A given point of sail (beating, close reach, beam reach, broad reach, and running downwind) is defined in reference to the true wind—the wind felt by a stationary observer. The motive power, and thus appropriate position of the sails, is determined by the apparent wind: the wind relative to an observer on the sailing craft. The apparent wind is the combined effect of the velocities of the true wind and of the sailing craft.

A sail with the airflow parallel to its surface, while angled into the apparent wind, acts substantially like a wing with lift as a force acting perpendicular to its surface. A sail with the apparent wind perpendicular to its surface, acts substantially like a parachute with the drag on the sail as the dominant force. As a sailing craft transitions from close-hauled to running downwind, the lifting force decreases and the drag force increases. At the same time, the resistance to sidewards motion needed to keep the craft on course also decreases, along with the sideways tipping force.

There is a zone of approximately 45° on either side of the true wind, where a sail cannot generate lift, called the "no-go zone". The angle encompassed by the no-go zone depends on the airfoil efficiency of the craft's sails and the craft's lateral resistance on the surface (from hydrofoils, outriggers, or a keel in the water, runners on ice, or wheels on land). A craft remaining in its no-go zone will slow to a stop—it will be "in irons".

The points of sail 
The recognized points of sail are in reference to the true wind direction, as indicated by a fixed wind indicator (flag, windsock, etc.), and encompass:

 Into the wind where a sailing craft is pointed directly upwind in the middle of the no-go zone, where sails cannot generate power.
 Close-hauled where a craft is sailing as close to the wind as its sails can generate lift (like a wing) to power the craft.
 Reaching, where sails generate lift to power the craft, including a:
 Close reach: between close-hauled and a beam reach.
 Beam reach: the craft has the true wind at a right angle (on its beam).
 Broad reach: the course on which the sail's ability to generate lift is transitioning to primarily propelling the craft with drag with the wind behind the sail.
 Running downwind where a craft has the wind coming from behind, perpendicular to the sail, and generating power through drag.

Into the wind 

A sailing craft cannot sail directly into the wind, nor on a course that is too close to the direction from which the wind is blowing, because the sails cannot generate lift in this "no-go zone". A craft remaining in the no-go zone will slow to a stop and be in irons.

No-go zone 
The range of directions into which a sailing craft cannot sail is called the no-go zone. The span of the no-go zone depends on the efficiency of a sailing craft's sails and its resistance to sideways motion in the water (using a keel or foils) on ice or on land, typically at an angle between 30 and 50 degrees from the wind.  A craft with sufficient momentum to reach the opposite tack, the vessel passing through the eye of the wind is in stays—unable to provide sail power until it exits the no-go zone.

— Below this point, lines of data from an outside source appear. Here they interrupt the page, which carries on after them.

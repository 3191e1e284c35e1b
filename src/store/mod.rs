//! Read access to the role store, the org tree and the policy store.
//!
//! The authorization kernel only talks to [`OrgStore`], so it can run
//! against SQLite in the service and against an in-memory store in tests.

use async_trait::async_trait;
use uuid::Uuid;

use crate::authz::ActiveContext;
use crate::errors::AppResult;
use crate::models::org::{OrgTree, Profile, Tenant};
use crate::models::policy::ApprovalPolicy;
use crate::models::role::{ProjectMembership, RoleAssignment};

#[cfg(test)]
pub mod memory;
pub mod sqlite;

pub use sqlite::SqliteStore;

#[async_trait]
pub trait OrgStore: Send + Sync {
    /// Tenant the user belongs to (or owns).
    async fn tenant_for_user(&self, user_id: Uuid) -> AppResult<Option<Tenant>>;

    /// Every company, department and project of the tenant.
    async fn org_tree(&self, tenant_id: Uuid) -> AppResult<OrgTree>;

    async fn role_assignments(&self, tenant_id: Uuid, user_id: Uuid) -> AppResult<Vec<RoleAssignment>>;

    async fn project_memberships(&self, user_id: Uuid) -> AppResult<Vec<ProjectMembership>>;

    async fn profile(&self, user_id: Uuid) -> AppResult<Option<Profile>>;

    async fn save_active_context(&self, user_id: Uuid, context: &ActiveContext) -> AppResult<()>;

    /// The tenant's policy, created with defaults on first read.
    async fn approval_policy(&self, tenant_id: Uuid) -> AppResult<ApprovalPolicy>;

    async fn save_approval_policy(&self, policy: &ApprovalPolicy) -> AppResult<ApprovalPolicy>;
}
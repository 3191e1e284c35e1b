pub mod app;
pub mod authz;
pub mod db;
pub mod docs;
pub mod errors;
pub mod events;
pub mod jwt;
pub mod models;
pub mod routes;
pub mod store;
pub mod utils;
pub mod workflow;

// Re-export commonly used items for tests
pub use app::{create_app, create_app_with_notifier};
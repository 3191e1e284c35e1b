//! Time-entry lifecycle: `draft -> submitted -> {approved, rejected}`.
//!
//! Transitions are pure: they take the current entry plus the caller's
//! resolved permissions and return the next entry. Persisting the result
//! with a conditional update is up to the caller.

use chrono::{DateTime, Utc};
use uuid::Uuid;

use crate::authz::{ApprovalEvaluator, PermissionRecord};
use crate::models::org::ProjectScope;
use crate::models::policy::ApprovalPolicy;
use crate::models::role::HierarchyRole;
use crate::models::time_entry::{EntryDraft, EntryStatus, TimeEntry};

const MAX_MINUTES_PER_ENTRY: i32 = 24 * 60;

/// A failed structural precondition. The message is shown to the caller.
#[derive(Debug, Clone, Copy, PartialEq, Eq, thiserror::Error)]
pub enum GuardViolation {
    #[error("only draft entries can be edited")]
    EditNotDraft,
    #[error("only draft entries can be deleted")]
    DeleteNotDraft,
    #[error("only draft entries can be submitted")]
    SubmitNotDraft,
    #[error("only submitted entries can be approved")]
    ApproveNotSubmitted,
    #[error("only submitted entries can be rejected")]
    RejectNotSubmitted,
    #[error("rejection reason is required")]
    MissingRejectionReason,
    #[error("duration cannot be negative")]
    NegativeDuration,
    #[error("minutes must be below 60")]
    MinutesOutOfRange,
    #[error("duration must be greater than zero")]
    ZeroDuration,
    #[error("duration cannot exceed 24 hours")]
    DurationTooLong,
    #[error("additional work requires a justification")]
    MissingJustification,
}

#[derive(Debug, Clone, PartialEq, Eq, thiserror::Error)]
pub enum TransitionError {
    /// Authorization failed; the reason is only logged.
    #[error("not permitted")]
    Denied,
    #[error(transparent)]
    Guard(#[from] GuardViolation),
}

#[derive(Debug, Clone)]
pub enum EntryAction {
    Edit(EntryDraft),
    Delete,
    Submit,
    Approve,
    Reject { reason: String },
}

impl EntryAction {
    pub fn name(&self) -> &'static str {
        match self {
            EntryAction::Edit(_) => "updated",
            EntryAction::Delete => "deleted",
            EntryAction::Submit => "submitted",
            EntryAction::Approve => "approved",
            EntryAction::Reject { .. } => "rejected",
        }
    }

    /// Status the entry must be in for the action to apply.
    pub fn required_status(&self) -> EntryStatus {
        match self {
            EntryAction::Edit(_) | EntryAction::Delete | EntryAction::Submit => EntryStatus::Draft,
            EntryAction::Approve | EntryAction::Reject { .. } => EntryStatus::Submitted,
        }
    }

    /// Actions only the entry owner may take.
    pub fn owner_only(&self) -> bool {
        matches!(self, EntryAction::Edit(_) | EntryAction::Delete | EntryAction::Submit)
    }

    /// The violation reported when the entry is not in the required status,
    /// including when a concurrent transition got there first.
    pub fn status_violation(&self) -> GuardViolation {
        match self {
            EntryAction::Edit(_) => GuardViolation::EditNotDraft,
            EntryAction::Delete => GuardViolation::DeleteNotDraft,
            EntryAction::Submit => GuardViolation::SubmitNotDraft,
            EntryAction::Approve => GuardViolation::ApproveNotSubmitted,
            EntryAction::Reject { .. } => GuardViolation::RejectNotSubmitted,
        }
    }
}

/// What a transition is evaluated against.
pub struct TransitionContext<'a> {
    pub actor: &'a PermissionRecord,
    pub policy: &'a ApprovalPolicy,
    pub evaluator: &'a dyn ApprovalEvaluator,
    /// Effective role of the entry owner
    pub submitter_role: HierarchyRole,
    /// Scope of the project the entry is booked on after the action; for an
    /// edit that moves the entry, the new project.
    pub target: ProjectScope,
    pub now: DateTime<Utc>,
}

#[derive(Debug, Clone, PartialEq)]
pub enum Transition {
    Updated(TimeEntry),
    Deleted(Uuid),
}

pub fn validate_draft(draft: &EntryDraft) -> Result<(), GuardViolation> {
    if draft.hours < 0 || draft.minutes < 0 {
        return Err(GuardViolation::NegativeDuration);
    }
    if draft.minutes >= 60 {
        return Err(GuardViolation::MinutesOutOfRange);
    }

    let total = draft.hours.saturating_mul(60).saturating_add(draft.minutes);
    if total == 0 {
        return Err(GuardViolation::ZeroDuration);
    }
    if total > MAX_MINUTES_PER_ENTRY {
        return Err(GuardViolation::DurationTooLong);
    }

    let justified = draft
        .additional_work_reason
        .as_deref()
        .is_some_and(|reason| !reason.trim().is_empty());
    if draft.is_additional_work && !justified {
        return Err(GuardViolation::MissingJustification);
    }
    Ok(())
}

fn normalized(mut draft: EntryDraft) -> EntryDraft {
    draft.description = draft.description.trim().to_string();
    draft.additional_work_reason = if draft.is_additional_work {
        draft.additional_work_reason.map(|r| r.trim().to_string())
    } else {
        None
    };
    draft
}

/// Creates a draft owned by the actor on a project they may book on.
pub fn new_entry(
    actor: &PermissionRecord,
    draft: EntryDraft,
    target: &ProjectScope,
    now: DateTime<Utc>,
) -> Result<TimeEntry, TransitionError> {
    let Some(tenant_id) = actor.tenant_id else {
        return Err(TransitionError::Denied);
    };
    if draft.project_id != target.project_id || !actor.can_book_on(target) {
        tracing::debug!(user_id = %actor.user_id, project_id = %draft.project_id, "booking denied");
        return Err(TransitionError::Denied);
    }
    validate_draft(&draft)?;

    let draft = normalized(draft);
    Ok(TimeEntry {
        id: Uuid::new_v4(),
        tenant_id,
        user_id: actor.user_id,
        project_id: draft.project_id,
        entry_date: draft.entry_date,
        hours: draft.hours,
        minutes: draft.minutes,
        description: draft.description,
        is_additional_work: draft.is_additional_work,
        additional_work_reason: draft.additional_work_reason,
        status: EntryStatus::Draft,
        created_by: actor.user_id,
        created_at: now,
        updated_by: None,
        updated_at: None,
        submitted_by: None,
        submitted_at: None,
        approved_by: None,
        approved_at: None,
        rejected_by: None,
        rejected_at: None,
        rejection_reason: None,
    })
}

/// Applies `action` to `entry`.
///
/// Authorization is checked before the status guard, so a caller without
/// rights on the entry learns nothing about its state.
pub fn transition(entry: &TimeEntry, action: EntryAction, ctx: &TransitionContext<'_>) -> Result<Transition, TransitionError> {
    let actor = ctx.actor;
    if actor.tenant_id != Some(entry.tenant_id) {
        return Err(TransitionError::Denied);
    }

    match action {
        action if action.owner_only() && actor.user_id != entry.user_id => {
            tracing::debug!(user_id = %actor.user_id, entry_id = %entry.id, "owner-only action denied");
            Err(TransitionError::Denied)
        }
        EntryAction::Approve | EntryAction::Reject { .. }
            if !ctx.evaluator.can_approve(ctx.policy, actor, ctx.submitter_role, &ctx.target) =>
        {
            Err(TransitionError::Denied)
        }
        action if entry.status != action.required_status() => Err(action.status_violation().into()),
        EntryAction::Edit(draft) => {
            if draft.project_id != ctx.target.project_id || !actor.can_book_on(&ctx.target) {
                return Err(TransitionError::Denied);
            }
            validate_draft(&draft)?;

            let draft = normalized(draft);
            let mut next = entry.clone();
            next.project_id = draft.project_id;
            next.entry_date = draft.entry_date;
            next.hours = draft.hours;
            next.minutes = draft.minutes;
            next.description = draft.description;
            next.is_additional_work = draft.is_additional_work;
            next.additional_work_reason = draft.additional_work_reason;
            next.updated_by = Some(actor.user_id);
            next.updated_at = Some(ctx.now);
            Ok(Transition::Updated(next))
        }
        EntryAction::Delete => Ok(Transition::Deleted(entry.id)),
        EntryAction::Submit => {
            let mut next = entry.clone();
            next.submitted_by = Some(actor.user_id);
            next.submitted_at = Some(ctx.now);
            if ctx.policy.enabled {
                next.status = EntryStatus::Submitted;
            } else {
                // no approval workflow: approved on submit, no human approver
                next.status = EntryStatus::Approved;
                next.approved_at = Some(ctx.now);
            }
            Ok(Transition::Updated(next))
        }
        EntryAction::Approve => {
            let mut next = entry.clone();
            next.status = EntryStatus::Approved;
            next.approved_by = Some(actor.user_id);
            next.approved_at = Some(ctx.now);
            Ok(Transition::Updated(next))
        }
        EntryAction::Reject { reason } => {
            let reason = reason.trim();
            if reason.is_empty() {
                return Err(GuardViolation::MissingRejectionReason.into());
            }
            let mut next = entry.clone();
            next.status = EntryStatus::Rejected;
            next.rejected_by = Some(actor.user_id);
            next.rejected_at = Some(ctx.now);
            next.rejection_reason = Some(reason.to_string());
            Ok(Transition::Updated(next))
        }
    }
}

If a sailing craft tacks too slowly through the eye of the wind, or otherwise loses forward motion in the no-go zone, it will coast to a stop, with its sails unable to generate power and its rudder ineffective.

Going out of the no-go zone 
The following applies to a fore-and-aft rigged ship with at least one jib.

To have the ship go out of the no-go zone once it has stopped in irons, the jib should be laid aback (see below) with its sheet hauled in to have the jib push backward and to the side. The rudder will then regain action and it can be used to help the backward-going ship move away from the no-go zone. Once the mainsail is full-blown again, the ship is out of the no-go zone and the jib can be moved over to the other tack (i.e. on the same tack as the mainsail) and the rudder to "straight ahead" to complete the going-about and go forward again.

In irons 
A stopped craft in the no-go zone is said to be in irons. A square-rigged vessel in irons by accident is taken aback with the sails blown against the mast or laid aback if deliberate. In either case, the stopped vessel will be blown backwards, which with proper positioning of the rudder allows the vessel to point outside the no-go zone and resume forward motion, once the sails can draw power. Iceboats are often parked in irons with a brake applied to the ice to prevent motion. To commence sailing, the craft is steered to one side and boarded, once the sail can draw power.

Close-hauled 

A sailing craft is said to be sailing close-hauled when its sails are trimmed in tightly and are acting substantially like a wing, relying on lift to propel the craft forward on a course as close to the wind as the sail can provide lift. This point of sail lets the sailing craft travel upwind, diagonally to the wind direction.  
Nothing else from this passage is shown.